Dynamometers are tools used for force measurements, and can also be referred to as dynamometers, dynometers, or simply dynos. These machines gather data about the horsepower of an engine by measuring the revolutions per minute (RPM) or torque of the flywheel or crankshaft within an engine. They obtain this information by transforming the torque force into an electrical signal that they can convert into a readable measurement. Dynamometers can be utilized to run separate tests on engines and vehicles. Therefore, they are used extensively in applications such as engine rebuilding, and the diagnostics, design, and manufacturing of automobiles and high-performance vehicles.
Engine dynamometers are one of the main types of dynamometers, the other being chassis dynamometers. The measurement methods of engine dynamometers and chassis dynamometers differ, however. Chassis dynamometers can often be lower in their measurements by 15-20%, due to the machine losing energy in the process. However, engine dynamometers take information straight from the engine and utilize a few analogue dials and gauges, although a computer calculates the final measurement. In turn, engine dynamometer tests tend to produce more accurate and repeatable results and are not prone to inefficiencies the same way as chassis dynamometers. The basic concept of engine dynamometers is simplistic. However, it takes a great deal of careful design and engineering in order to fabricate an engine dynamometer that is reliable and user friendly while maintaining repeatable and accurate results. Engines are powerful machines that can be dangerous if misused, and thus the dynamometers that are used alongside them must also be safe to handle. Engine dynamometers are programmed to have a high overload capacity and to operate under harsh operating conditions. Their advantages include portability, a fast response, a low amount of inertia, and have regenerative features that can greatly reduce energy costs.

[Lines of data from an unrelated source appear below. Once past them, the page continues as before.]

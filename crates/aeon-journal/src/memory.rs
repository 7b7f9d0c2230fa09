//! In-memory implementation of `EventJournal`.
//!
//! `InMemoryJournal` keeps one hash-chained stream per agent address behind
//! a `Mutex`. Appends are validated in full before anything is stored, so a
//! rejected batch never leaves a partial tail.
//!
//! Use `export_stream()` to take a snapshot of one agent's log and
//! `verify_integrity()` to confirm a stream has not been tampered with.

use std::{
    collections::HashMap,
    sync::{
        atomic::{AtomicUsize, Ordering},
        Arc, Mutex, PoisonError,
    },
};

use async_trait::async_trait;
use chrono::Utc;
use tracing::debug;

use aeon_contracts::{
    agent::AgentAddress,
    error::{AeonError, AeonResult},
    event::RecordedEvent,
};
use aeon_core::traits::EventJournal;

use crate::{
    chain::{link_records, verify_chain},
    entry::{JournalEntry, JournalStream},
};

/// Streams keyed by agent address.
pub(crate) type Streams = HashMap<AgentAddress, Vec<JournalEntry>>;

#[derive(Default)]
pub struct InMemoryJournal {
    pub(crate) streams: Arc<Mutex<Streams>>,
    /// Number of upcoming appends to reject. Used to exercise confirm failures.
    failures_pending: AtomicUsize,
}

impl InMemoryJournal {
    pub fn new() -> Self {
        Self::default()
    }

    /// Reject the next `count` appends as if the store were unreachable.
    pub fn fail_next_appends(&self, count: usize) {
        self.failures_pending.store(count, Ordering::SeqCst);
    }

    fn lock(&self) -> std::sync::MutexGuard<'_, Streams> {
        self.streams.lock().unwrap_or_else(PoisonError::into_inner)
    }

    /// Snapshot of the full log of `address`.
    pub fn export_stream(&self, address: &AgentAddress) -> JournalStream {
        let streams = self.lock();
        let entries = streams.get(address).cloned().unwrap_or_default();
        let terminal_hash = entries.last().map(|e| e.this_hash.clone()).unwrap_or_default();
        JournalStream {
            address: address.clone(),
            entries,
            exported_at: Utc::now(),
            terminal_hash,
        }
    }

    /// Number of committed events for `address`.
    pub fn stream_len(&self, address: &AgentAddress) -> usize {
        self.lock().get(address).map(Vec::len).unwrap_or(0)
    }

    /// Every address with at least one committed event, sorted.
    pub fn addresses(&self) -> Vec<AgentAddress> {
        let mut addresses: Vec<AgentAddress> = self.lock().keys().cloned().collect();
        addresses.sort();
        addresses
    }

    /// Verify the hash chain of `address`.
    pub fn verify_integrity(&self, address: &AgentAddress) -> bool {
        self.lock().get(address).map_or(true, |entries| verify_chain(entries))
    }

    /// Verify every stream in the journal.
    pub fn verify_all(&self) -> bool {
        self.lock().values().all(|entries| verify_chain(entries))
    }

    fn take_injected_failure(&self) -> bool {
        self.failures_pending
            .fetch_update(Ordering::SeqCst, Ordering::SeqCst, |n| n.checked_sub(1))
            .is_ok()
    }
}

#[async_trait]
impl EventJournal for InMemoryJournal {
    async fn append_events(
        &self,
        agent: &AgentAddress,
        expected_version: u64,
        events: &[RecordedEvent],
    ) -> AeonResult<u64> {
        if self.take_injected_failure() {
            return Err(AeonError::Journal {
                reason: format!("injected append failure for '{agent}'"),
            });
        }

        let mut streams = self.lock();
        let stream = streams.get(agent);
        let (version, tip_hash) = match stream.and_then(|s| s.last()) {
            Some(last) => (last.record.sequence, last.this_hash.clone()),
            None => (0, JournalEntry::GENESIS_HASH.to_string()),
        };

        if version != expected_version {
            return Err(AeonError::VersionConflict {
                agent: agent.to_string(),
                expected: expected_version,
                actual: version,
            });
        }

        let entries = link_records(agent, version, &tip_hash, events)?;
        let appended = entries.len();
        let new_version = version + appended as u64;
        streams.entry(agent.clone()).or_default().extend(entries);

        debug!(agent = %agent, appended, version = new_version, "events appended");
        Ok(new_version)
    }

    async fn read_events(&self, agent: &AgentAddress) -> AeonResult<Vec<RecordedEvent>> {
        let streams = self.lock();
        let Some(entries) = streams.get(agent) else {
            return Ok(Vec::new());
        };
        if !verify_chain(entries) {
            return Err(AeonError::Journal {
                reason: format!("hash chain of '{agent}' is broken"),
            });
        }
        debug!(agent = %agent, events = entries.len(), "stream read");
        Ok(entries.iter().map(|e| e.record.clone()).collect())
    }
}
//! Activity log agent: a wildcard subscriber that journals every bus event
//! it sees, including kinds it has no typed handler for.

use std::collections::{HashSet, VecDeque};

use chrono::{DateTime, Utc};
use serde::{Deserialize, Serialize};
use tracing::debug;

use aeon_contracts::{
    agent::AgentAddress,
    error::AeonResult,
    event::{EventEnvelope, EventId},
};
use aeon_core::{
    traits::{Agent, AgentEvent},
    AgentHandle,
};

/// Event ids remembered for redelivery deduplication.
pub const SEEN_WINDOW: usize = 1024;

/// Logged with every field under its ordinal.
#[derive(Debug, Clone, PartialEq, Serialize, Deserialize)]
pub struct ActivityEntry {
    #[serde(rename = "1")]
    pub event_id: EventId,
    #[serde(rename = "2")]
    pub publisher: AgentAddress,
    #[serde(rename = "3")]
    pub kind: String,
    #[serde(rename = "4")]
    pub occurred_at: DateTime<Utc>,
}

#[derive(Debug, Clone, Default, PartialEq)]
pub struct ActivityState {
    pub entries: Vec<ActivityEntry>,
    seen: HashSet<EventId>,
    seen_order: VecDeque<EventId>,
}

impl ActivityState {
    pub fn has_seen(&self, event_id: &EventId) -> bool {
        self.seen.contains(event_id)
    }

    /// Kinds observed from `publisher`, in arrival order.
    pub fn kinds_from(&self, publisher: &AgentAddress) -> Vec<String> {
        self.entries
            .iter()
            .filter(|e| &e.publisher == publisher)
            .map(|e| e.kind.clone())
            .collect()
    }
}

#[derive(Debug, Clone, PartialEq, Serialize, Deserialize)]
#[serde(tag = "type", rename_all = "kebab-case")]
pub enum ActivityEvent {
    Observed(ActivityEntry),
}

impl AgentEvent for ActivityEvent {
    fn kind(&self) -> &'static str {
        match self {
            ActivityEvent::Observed(_) => "observed",
        }
    }
}

pub struct ActivityLogAgent;

impl Agent for ActivityLogAgent {
    const TYPE_NAME: &'static str = "activity-log";
    type State = ActivityState;
    type Event = ActivityEvent;

    fn apply(state: &mut ActivityState, event: &ActivityEvent) {
        let ActivityEvent::Observed(entry) = event;
        if !state.seen.insert(entry.event_id) {
            return;
        }
        state.seen_order.push_back(entry.event_id);
        if state.seen_order.len() > SEEN_WINDOW {
            if let Some(oldest) = state.seen_order.pop_front() {
                state.seen.remove(&oldest);
            }
        }
        state.entries.push(entry.clone());
    }
}

/// Record `envelope` unless it was already recorded. Returns whether it
/// was new.
pub async fn observe(agent: &AgentHandle<ActivityLogAgent>, envelope: &EventEnvelope) -> AeonResult<bool> {
    let mut turn = agent.begin_turn().await;
    if turn.read(|s| s.has_seen(&envelope.event_id)) {
        debug!(agent = %agent.address(), event_id = %envelope.event_id, "redelivery already logged");
        return Ok(false);
    }
    turn.propose(ActivityEvent::Observed(ActivityEntry {
        event_id: envelope.event_id,
        publisher: envelope.publisher.clone(),
        kind: envelope.kind.clone(),
        occurred_at: envelope.occurred_at,
    }))?;
    turn.confirm().await?;
    Ok(true)
}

These machines are heavily relied on to provide accurate and highly repeatable measurements with minimal error. Motor testers can take these results and properly inform auto repair professionals, hobbyists, and automotive engineers about the specifications of an engine. The engine’s user can make wise judgements about the reliability and safety of the engine as well as its capabilities if they thoroughly understand the details of an engine’s performance. In addition to the engine’s performance, dynamometers in the automotive industry can be used to measure brake performance and run diagnostics on other automotive components. PTO dynamometers, for example, can measure the performance of an engine that is used for secondary engine functions. Vehicles such as agricultural equipment that make use of power take off systems rely heavily on the information provided by these dynamometers. A power take off system is a system that allows mechanical components to use, or “take off” a fraction of the power that the engine generates to power themselves. Engine dynamometers can also be used for things outside of the automotive industry. For example, dynamometers can be used to measure consumer products, commercial equipment, industrial utilities, and even the grip of a human hand.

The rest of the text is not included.